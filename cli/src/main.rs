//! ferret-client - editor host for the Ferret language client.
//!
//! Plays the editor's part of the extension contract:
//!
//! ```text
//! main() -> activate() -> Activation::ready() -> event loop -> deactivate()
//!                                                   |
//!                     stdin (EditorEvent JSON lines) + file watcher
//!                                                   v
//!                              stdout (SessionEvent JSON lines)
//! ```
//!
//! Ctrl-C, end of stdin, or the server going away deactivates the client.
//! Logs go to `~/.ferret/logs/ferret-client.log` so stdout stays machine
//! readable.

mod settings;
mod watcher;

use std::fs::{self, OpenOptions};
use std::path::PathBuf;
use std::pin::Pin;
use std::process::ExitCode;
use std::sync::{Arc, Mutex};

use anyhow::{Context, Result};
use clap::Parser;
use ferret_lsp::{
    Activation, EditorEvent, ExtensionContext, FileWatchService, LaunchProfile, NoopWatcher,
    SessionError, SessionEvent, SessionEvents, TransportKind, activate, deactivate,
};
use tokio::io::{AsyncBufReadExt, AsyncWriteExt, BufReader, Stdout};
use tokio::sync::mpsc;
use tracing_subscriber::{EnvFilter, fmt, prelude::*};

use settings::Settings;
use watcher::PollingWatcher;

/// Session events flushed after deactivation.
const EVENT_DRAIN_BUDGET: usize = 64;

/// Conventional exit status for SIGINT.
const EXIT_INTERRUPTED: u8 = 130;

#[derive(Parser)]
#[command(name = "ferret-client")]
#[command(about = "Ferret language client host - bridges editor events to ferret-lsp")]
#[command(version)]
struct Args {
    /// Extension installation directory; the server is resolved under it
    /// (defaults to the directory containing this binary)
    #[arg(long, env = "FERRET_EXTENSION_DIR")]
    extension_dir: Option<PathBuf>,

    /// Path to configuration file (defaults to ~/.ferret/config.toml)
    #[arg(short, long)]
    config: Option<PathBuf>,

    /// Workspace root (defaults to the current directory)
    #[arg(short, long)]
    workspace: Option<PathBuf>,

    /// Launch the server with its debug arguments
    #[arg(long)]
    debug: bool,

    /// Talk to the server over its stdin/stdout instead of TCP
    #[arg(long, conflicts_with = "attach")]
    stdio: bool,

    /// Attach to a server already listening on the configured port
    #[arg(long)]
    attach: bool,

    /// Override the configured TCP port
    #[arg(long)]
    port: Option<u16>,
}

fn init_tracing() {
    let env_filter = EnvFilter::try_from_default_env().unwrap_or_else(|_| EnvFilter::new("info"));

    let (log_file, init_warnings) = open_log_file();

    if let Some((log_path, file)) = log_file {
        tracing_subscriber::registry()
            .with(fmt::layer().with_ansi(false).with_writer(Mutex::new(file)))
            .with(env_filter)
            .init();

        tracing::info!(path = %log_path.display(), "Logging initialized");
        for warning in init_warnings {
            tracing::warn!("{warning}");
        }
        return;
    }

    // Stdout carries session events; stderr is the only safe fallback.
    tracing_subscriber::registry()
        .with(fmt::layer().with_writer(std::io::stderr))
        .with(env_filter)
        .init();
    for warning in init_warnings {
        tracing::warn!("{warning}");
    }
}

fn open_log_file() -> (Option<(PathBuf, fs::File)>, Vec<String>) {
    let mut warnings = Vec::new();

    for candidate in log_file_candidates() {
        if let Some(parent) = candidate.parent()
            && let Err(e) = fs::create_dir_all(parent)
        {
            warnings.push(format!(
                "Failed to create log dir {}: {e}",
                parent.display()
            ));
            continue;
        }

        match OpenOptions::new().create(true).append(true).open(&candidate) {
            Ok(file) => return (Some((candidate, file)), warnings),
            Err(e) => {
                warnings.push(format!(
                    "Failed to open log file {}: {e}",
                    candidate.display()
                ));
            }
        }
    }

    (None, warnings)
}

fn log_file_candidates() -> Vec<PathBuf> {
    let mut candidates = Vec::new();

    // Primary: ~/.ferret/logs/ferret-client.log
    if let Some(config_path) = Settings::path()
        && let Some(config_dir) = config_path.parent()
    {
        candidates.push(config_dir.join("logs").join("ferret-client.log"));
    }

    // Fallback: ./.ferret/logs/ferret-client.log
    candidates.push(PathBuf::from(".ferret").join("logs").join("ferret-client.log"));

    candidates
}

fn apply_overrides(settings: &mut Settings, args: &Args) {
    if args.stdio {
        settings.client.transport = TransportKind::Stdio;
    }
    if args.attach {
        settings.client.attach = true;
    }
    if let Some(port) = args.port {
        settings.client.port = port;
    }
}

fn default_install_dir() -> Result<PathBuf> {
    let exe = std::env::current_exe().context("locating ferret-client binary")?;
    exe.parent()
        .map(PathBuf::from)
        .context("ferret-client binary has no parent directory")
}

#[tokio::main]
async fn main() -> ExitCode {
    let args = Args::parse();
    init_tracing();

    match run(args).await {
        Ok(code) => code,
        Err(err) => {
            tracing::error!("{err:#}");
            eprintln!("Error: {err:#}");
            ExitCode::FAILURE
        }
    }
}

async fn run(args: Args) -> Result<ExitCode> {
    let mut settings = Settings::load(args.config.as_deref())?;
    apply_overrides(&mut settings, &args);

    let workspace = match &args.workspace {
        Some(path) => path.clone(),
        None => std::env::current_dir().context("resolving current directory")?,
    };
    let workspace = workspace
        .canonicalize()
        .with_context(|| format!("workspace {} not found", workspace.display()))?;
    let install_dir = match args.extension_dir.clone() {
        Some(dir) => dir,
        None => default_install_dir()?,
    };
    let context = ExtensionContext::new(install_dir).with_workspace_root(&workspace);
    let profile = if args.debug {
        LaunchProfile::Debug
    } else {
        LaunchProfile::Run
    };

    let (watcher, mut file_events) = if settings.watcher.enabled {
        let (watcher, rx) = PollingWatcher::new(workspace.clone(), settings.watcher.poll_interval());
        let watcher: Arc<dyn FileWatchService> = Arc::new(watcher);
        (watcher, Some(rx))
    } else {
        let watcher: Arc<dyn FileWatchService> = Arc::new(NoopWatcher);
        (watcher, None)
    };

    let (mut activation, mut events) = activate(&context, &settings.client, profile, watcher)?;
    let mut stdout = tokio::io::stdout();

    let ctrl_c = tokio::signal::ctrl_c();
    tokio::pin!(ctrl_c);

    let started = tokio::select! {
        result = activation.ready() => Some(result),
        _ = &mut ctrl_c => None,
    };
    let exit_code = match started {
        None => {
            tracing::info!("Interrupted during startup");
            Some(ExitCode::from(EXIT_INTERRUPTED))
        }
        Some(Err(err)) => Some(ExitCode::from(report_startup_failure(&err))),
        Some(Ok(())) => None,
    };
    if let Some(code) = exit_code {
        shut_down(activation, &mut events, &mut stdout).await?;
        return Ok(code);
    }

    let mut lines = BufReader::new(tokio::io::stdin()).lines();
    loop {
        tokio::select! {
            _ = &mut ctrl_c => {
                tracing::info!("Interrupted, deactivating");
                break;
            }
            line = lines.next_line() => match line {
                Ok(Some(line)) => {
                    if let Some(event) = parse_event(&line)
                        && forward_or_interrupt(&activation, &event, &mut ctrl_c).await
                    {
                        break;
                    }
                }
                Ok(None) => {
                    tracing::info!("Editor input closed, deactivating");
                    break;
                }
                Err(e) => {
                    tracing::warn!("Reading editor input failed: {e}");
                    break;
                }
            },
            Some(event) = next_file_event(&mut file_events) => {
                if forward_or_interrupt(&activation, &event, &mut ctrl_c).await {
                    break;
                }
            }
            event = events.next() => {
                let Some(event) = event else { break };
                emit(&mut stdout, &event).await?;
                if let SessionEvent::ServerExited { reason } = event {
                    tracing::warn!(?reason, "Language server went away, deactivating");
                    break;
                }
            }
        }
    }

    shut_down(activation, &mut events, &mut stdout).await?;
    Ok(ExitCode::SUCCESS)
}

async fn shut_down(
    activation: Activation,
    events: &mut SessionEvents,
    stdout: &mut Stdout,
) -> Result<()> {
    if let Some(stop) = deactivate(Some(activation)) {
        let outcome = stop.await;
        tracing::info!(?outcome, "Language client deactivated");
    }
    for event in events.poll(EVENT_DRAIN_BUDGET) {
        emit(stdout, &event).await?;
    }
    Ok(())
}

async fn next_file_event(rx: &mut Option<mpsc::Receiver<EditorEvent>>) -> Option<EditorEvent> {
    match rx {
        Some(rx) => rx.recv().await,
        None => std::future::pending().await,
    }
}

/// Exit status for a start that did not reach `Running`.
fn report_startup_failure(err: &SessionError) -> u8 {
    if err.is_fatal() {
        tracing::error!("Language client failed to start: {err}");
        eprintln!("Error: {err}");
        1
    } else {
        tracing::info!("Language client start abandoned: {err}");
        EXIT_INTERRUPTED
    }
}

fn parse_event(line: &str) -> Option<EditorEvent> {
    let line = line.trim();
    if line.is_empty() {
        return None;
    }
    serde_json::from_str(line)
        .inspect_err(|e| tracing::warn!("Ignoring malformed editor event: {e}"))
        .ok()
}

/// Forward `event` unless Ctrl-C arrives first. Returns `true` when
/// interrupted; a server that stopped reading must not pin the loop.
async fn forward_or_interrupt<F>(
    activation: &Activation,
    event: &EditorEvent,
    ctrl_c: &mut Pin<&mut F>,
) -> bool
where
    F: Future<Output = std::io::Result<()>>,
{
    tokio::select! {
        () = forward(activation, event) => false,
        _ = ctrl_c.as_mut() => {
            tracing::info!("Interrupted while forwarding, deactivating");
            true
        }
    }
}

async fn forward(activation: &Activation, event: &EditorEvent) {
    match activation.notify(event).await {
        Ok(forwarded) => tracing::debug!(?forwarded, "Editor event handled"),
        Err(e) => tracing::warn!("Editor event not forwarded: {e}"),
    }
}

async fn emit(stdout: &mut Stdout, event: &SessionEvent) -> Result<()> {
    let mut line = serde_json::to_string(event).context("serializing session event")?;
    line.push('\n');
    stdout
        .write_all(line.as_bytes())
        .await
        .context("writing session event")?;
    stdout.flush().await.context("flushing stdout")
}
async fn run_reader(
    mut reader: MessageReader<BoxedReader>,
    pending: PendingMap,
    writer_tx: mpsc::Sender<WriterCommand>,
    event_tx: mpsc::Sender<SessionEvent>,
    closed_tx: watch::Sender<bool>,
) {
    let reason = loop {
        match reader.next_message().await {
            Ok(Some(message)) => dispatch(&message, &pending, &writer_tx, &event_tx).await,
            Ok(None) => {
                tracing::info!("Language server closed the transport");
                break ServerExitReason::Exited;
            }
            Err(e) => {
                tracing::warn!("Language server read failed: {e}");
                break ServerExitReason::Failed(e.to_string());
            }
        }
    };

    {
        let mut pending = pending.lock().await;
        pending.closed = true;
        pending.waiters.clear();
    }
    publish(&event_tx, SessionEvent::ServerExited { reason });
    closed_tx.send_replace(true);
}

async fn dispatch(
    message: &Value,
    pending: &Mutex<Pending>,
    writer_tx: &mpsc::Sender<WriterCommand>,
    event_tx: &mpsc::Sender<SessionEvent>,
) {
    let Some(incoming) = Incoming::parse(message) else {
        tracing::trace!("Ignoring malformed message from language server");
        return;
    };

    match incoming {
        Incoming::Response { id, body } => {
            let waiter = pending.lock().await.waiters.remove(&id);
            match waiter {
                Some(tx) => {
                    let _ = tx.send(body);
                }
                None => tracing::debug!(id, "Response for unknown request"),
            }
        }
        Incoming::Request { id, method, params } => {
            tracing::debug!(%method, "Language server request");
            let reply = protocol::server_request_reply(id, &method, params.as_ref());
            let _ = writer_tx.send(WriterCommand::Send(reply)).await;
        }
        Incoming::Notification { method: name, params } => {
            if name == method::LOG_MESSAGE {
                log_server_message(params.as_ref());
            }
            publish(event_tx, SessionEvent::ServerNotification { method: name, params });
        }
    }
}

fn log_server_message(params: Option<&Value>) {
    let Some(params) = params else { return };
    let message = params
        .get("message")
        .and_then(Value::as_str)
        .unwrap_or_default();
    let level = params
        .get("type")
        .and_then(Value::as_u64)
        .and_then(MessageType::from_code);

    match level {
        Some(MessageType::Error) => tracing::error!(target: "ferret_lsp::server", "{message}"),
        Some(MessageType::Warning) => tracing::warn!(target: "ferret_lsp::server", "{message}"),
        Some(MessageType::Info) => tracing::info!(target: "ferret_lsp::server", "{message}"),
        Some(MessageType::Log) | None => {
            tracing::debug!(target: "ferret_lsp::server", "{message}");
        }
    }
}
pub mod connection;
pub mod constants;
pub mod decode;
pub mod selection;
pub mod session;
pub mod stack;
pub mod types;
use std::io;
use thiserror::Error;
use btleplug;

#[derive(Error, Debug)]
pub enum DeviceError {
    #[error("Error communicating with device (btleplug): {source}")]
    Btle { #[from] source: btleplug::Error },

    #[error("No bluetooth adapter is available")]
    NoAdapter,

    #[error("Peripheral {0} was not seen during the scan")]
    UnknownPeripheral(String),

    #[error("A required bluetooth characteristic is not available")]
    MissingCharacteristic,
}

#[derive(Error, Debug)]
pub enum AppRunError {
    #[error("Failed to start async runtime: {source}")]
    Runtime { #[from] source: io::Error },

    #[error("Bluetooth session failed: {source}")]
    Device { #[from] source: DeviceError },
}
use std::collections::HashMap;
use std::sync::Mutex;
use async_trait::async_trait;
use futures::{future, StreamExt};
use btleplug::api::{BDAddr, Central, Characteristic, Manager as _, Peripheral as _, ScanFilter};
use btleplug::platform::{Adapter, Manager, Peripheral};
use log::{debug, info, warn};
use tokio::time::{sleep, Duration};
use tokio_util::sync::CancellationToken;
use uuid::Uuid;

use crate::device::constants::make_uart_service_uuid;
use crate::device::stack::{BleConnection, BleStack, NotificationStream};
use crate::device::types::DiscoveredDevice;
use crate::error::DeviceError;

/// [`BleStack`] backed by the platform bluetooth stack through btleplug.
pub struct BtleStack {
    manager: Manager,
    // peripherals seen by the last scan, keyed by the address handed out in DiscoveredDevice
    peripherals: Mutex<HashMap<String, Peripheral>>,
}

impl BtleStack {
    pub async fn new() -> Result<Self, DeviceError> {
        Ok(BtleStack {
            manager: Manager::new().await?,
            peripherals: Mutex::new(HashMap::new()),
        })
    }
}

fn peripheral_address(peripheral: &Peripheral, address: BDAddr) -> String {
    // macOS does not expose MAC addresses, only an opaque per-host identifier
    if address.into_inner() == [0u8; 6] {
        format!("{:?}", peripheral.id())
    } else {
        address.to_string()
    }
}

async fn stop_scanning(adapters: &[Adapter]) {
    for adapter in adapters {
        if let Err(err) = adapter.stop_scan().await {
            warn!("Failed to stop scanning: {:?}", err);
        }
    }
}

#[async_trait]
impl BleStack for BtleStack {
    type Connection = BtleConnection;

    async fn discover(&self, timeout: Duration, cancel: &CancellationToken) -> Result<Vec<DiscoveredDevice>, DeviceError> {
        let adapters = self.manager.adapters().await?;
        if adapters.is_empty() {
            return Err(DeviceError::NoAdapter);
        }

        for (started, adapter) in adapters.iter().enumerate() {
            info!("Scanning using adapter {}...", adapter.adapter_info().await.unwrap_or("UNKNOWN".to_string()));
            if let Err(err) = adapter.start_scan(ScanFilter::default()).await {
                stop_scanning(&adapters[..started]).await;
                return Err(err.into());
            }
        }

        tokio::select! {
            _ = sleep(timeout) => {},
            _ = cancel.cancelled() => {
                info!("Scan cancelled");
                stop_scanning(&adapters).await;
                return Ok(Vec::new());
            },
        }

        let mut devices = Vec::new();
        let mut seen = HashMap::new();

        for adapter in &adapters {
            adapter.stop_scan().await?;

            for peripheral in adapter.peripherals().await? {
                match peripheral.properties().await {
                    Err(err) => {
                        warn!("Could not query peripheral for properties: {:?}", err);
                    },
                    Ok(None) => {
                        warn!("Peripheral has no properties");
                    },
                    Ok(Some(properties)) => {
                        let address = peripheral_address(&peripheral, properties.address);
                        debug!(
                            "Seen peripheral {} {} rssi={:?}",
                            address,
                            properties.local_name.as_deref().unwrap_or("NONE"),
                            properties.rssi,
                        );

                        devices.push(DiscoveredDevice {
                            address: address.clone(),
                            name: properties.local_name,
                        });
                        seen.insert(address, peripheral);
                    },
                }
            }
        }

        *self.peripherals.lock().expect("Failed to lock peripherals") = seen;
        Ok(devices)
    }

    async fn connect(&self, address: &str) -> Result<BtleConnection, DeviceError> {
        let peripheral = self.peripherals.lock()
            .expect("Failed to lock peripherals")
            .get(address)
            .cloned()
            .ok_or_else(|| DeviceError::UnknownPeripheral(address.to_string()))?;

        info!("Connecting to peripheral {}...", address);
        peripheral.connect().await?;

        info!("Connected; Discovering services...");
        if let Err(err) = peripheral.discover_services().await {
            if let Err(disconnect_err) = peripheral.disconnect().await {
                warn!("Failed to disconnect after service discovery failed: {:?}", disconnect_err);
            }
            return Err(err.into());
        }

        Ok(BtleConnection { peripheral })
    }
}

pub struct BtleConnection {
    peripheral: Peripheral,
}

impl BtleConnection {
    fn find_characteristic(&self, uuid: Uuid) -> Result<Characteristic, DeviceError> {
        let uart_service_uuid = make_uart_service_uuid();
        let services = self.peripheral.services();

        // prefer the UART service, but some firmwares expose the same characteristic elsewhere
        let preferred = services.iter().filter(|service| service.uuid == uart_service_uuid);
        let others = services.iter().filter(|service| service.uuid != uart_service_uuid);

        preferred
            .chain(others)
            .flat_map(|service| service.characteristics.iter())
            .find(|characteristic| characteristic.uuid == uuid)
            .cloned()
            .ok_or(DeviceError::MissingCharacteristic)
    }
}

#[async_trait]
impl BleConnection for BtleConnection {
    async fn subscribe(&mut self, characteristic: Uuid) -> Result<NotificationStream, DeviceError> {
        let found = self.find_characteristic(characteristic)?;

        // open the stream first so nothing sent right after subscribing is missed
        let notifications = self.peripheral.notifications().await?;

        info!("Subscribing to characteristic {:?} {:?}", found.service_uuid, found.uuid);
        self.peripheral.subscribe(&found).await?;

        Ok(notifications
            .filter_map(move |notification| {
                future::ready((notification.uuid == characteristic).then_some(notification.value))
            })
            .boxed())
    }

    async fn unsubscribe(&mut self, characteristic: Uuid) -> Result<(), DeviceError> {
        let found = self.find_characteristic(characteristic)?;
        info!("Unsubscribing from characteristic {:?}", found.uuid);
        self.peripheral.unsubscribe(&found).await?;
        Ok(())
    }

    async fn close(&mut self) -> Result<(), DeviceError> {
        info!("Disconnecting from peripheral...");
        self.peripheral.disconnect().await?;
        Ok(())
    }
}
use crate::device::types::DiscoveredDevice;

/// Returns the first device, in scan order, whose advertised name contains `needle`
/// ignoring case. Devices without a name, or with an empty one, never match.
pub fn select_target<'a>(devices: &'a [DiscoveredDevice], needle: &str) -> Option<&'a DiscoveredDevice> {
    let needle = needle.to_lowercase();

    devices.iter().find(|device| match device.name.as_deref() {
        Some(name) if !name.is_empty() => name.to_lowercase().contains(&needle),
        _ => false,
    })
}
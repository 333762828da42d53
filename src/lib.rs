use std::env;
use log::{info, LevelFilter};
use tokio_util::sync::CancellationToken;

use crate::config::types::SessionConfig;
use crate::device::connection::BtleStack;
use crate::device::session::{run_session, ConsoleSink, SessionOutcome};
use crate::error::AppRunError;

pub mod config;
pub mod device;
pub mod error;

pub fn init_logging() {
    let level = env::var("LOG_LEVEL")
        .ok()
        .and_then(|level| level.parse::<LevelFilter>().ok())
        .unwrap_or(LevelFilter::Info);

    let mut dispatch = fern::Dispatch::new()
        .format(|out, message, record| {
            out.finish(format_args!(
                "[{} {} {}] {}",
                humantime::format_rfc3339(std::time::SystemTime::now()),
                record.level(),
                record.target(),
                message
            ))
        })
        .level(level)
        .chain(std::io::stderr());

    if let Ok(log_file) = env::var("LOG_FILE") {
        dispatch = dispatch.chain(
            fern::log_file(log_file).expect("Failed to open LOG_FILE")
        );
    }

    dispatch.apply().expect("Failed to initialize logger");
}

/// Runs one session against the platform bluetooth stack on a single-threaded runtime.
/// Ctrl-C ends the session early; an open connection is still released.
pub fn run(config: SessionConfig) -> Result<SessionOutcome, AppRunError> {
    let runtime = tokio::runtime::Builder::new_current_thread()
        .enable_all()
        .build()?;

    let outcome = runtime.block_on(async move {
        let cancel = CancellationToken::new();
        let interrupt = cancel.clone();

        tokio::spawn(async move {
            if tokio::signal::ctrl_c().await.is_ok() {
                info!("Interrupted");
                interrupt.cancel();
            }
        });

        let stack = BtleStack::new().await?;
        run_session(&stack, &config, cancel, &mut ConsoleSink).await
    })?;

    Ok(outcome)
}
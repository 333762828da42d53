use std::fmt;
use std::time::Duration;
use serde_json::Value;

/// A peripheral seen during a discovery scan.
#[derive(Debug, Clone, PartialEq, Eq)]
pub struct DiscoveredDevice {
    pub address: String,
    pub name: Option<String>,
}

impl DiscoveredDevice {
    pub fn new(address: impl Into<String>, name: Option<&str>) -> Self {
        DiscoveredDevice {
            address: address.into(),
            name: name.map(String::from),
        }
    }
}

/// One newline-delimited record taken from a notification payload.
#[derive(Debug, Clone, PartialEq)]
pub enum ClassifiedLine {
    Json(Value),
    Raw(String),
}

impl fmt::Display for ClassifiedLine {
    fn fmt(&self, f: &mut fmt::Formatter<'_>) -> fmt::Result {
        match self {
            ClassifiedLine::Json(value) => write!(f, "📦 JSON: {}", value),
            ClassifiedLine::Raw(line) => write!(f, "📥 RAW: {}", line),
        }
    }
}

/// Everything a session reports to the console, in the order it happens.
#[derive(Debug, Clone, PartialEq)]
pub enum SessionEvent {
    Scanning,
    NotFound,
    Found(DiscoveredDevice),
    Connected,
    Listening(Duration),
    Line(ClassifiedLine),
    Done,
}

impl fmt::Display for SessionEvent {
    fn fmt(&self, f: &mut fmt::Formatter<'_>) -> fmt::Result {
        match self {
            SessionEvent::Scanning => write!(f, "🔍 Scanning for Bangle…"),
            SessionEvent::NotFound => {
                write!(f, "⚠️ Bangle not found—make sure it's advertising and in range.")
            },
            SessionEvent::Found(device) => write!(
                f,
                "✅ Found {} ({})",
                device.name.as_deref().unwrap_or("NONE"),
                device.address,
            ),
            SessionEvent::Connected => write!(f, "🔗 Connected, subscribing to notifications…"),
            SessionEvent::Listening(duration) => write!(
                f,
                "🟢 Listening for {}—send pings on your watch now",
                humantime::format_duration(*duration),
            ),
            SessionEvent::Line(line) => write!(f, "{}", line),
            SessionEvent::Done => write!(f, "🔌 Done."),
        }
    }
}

▶ **Your task**:
Extract, from the material above, each line holding the word "false".

▶ **Output**:
            .with(fmt::layer().with_ansi(false).with_writer(Mutex::new(file)))
        () = forward(activation, event) => false,
        _ => false,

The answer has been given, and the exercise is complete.